** REQUIREMENT **
Go through the data and copy every line in which "tokio" appears.

※ ※ ※

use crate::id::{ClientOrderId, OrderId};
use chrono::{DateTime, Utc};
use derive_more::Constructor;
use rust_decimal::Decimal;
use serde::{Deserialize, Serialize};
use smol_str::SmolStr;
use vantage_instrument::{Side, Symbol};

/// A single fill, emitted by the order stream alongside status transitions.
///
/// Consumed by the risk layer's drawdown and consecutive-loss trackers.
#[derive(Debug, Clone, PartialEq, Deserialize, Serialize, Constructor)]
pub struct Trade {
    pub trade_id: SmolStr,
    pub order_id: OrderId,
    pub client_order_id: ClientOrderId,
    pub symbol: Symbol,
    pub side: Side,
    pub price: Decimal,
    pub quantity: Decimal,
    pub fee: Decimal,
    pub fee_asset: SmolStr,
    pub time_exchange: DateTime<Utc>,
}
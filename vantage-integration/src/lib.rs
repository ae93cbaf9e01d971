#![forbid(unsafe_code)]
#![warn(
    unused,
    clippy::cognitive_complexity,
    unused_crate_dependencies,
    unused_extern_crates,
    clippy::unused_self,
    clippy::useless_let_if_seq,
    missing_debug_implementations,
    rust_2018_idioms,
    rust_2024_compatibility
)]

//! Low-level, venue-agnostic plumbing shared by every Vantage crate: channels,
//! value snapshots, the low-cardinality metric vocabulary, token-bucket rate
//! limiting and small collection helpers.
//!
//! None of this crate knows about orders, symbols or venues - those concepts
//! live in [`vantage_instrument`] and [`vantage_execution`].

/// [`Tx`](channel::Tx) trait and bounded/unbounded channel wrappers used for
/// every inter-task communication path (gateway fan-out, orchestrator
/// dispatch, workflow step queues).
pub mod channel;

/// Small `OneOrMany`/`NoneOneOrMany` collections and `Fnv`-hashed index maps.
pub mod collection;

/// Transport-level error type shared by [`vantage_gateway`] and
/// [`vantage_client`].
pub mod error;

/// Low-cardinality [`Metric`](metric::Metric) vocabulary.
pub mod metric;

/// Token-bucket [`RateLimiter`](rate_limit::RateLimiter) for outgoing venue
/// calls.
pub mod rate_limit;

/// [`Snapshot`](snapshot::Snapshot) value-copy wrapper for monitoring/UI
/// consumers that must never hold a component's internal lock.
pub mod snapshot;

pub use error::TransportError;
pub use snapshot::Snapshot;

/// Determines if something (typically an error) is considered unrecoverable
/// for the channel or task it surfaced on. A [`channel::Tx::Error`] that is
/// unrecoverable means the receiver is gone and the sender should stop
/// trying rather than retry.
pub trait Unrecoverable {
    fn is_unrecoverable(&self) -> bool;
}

※ ※ ※

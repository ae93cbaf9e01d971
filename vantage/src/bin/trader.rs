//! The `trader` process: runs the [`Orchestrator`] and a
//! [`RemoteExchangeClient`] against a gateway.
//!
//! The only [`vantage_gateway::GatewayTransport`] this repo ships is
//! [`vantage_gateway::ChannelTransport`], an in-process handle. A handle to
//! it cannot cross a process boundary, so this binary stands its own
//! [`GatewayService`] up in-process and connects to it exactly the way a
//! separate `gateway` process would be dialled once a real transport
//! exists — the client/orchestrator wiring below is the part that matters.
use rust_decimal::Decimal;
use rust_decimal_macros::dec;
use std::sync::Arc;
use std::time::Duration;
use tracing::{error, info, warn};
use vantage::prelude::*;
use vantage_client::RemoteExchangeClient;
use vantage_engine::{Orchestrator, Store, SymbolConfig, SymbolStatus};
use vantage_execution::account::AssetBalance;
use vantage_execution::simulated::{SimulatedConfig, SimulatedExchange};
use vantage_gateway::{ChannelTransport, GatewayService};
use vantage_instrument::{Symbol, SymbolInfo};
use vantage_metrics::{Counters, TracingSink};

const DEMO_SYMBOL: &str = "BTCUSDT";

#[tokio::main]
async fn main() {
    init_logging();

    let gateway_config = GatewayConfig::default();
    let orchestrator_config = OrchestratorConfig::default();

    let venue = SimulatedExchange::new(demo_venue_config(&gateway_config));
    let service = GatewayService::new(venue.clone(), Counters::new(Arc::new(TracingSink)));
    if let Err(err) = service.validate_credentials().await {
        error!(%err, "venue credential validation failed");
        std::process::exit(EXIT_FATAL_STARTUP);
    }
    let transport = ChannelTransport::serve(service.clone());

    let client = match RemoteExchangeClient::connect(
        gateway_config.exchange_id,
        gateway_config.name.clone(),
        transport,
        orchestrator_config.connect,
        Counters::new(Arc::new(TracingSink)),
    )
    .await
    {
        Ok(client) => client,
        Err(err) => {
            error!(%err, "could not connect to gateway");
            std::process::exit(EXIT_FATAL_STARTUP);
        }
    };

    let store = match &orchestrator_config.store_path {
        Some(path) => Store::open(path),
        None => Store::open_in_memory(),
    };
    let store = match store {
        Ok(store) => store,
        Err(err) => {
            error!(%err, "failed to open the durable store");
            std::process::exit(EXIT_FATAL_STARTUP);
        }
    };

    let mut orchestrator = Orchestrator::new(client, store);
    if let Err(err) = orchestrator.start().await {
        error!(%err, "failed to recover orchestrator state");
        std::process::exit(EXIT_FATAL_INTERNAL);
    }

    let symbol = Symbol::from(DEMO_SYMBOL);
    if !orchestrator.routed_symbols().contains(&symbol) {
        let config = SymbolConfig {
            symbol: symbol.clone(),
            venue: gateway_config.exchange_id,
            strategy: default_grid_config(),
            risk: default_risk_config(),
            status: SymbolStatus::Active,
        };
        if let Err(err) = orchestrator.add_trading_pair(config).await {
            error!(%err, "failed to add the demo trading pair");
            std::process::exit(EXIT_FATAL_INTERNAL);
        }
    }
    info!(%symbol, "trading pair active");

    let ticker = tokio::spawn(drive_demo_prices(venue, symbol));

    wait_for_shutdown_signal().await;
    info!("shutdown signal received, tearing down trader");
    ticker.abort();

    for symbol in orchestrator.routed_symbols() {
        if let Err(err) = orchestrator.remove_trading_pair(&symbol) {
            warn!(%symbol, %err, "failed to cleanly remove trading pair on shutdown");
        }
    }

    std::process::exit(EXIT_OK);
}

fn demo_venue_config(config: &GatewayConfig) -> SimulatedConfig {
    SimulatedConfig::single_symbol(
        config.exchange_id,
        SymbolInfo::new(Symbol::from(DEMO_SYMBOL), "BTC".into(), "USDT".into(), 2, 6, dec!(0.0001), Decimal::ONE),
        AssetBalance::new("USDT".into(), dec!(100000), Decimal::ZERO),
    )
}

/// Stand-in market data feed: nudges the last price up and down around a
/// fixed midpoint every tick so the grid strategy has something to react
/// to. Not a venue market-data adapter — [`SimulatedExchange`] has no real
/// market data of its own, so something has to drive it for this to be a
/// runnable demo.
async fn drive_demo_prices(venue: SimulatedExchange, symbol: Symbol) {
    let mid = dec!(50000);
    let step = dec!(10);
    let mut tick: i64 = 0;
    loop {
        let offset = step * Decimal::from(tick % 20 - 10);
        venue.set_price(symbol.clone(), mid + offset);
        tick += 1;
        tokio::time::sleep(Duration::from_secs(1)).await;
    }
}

※ ※ ※

** OUTPUT **
#[tokio::main]
    let ticker = tokio::spawn(drive_demo_prices(venue, symbol));
        tokio::time::sleep(Duration::from_secs(1)).await;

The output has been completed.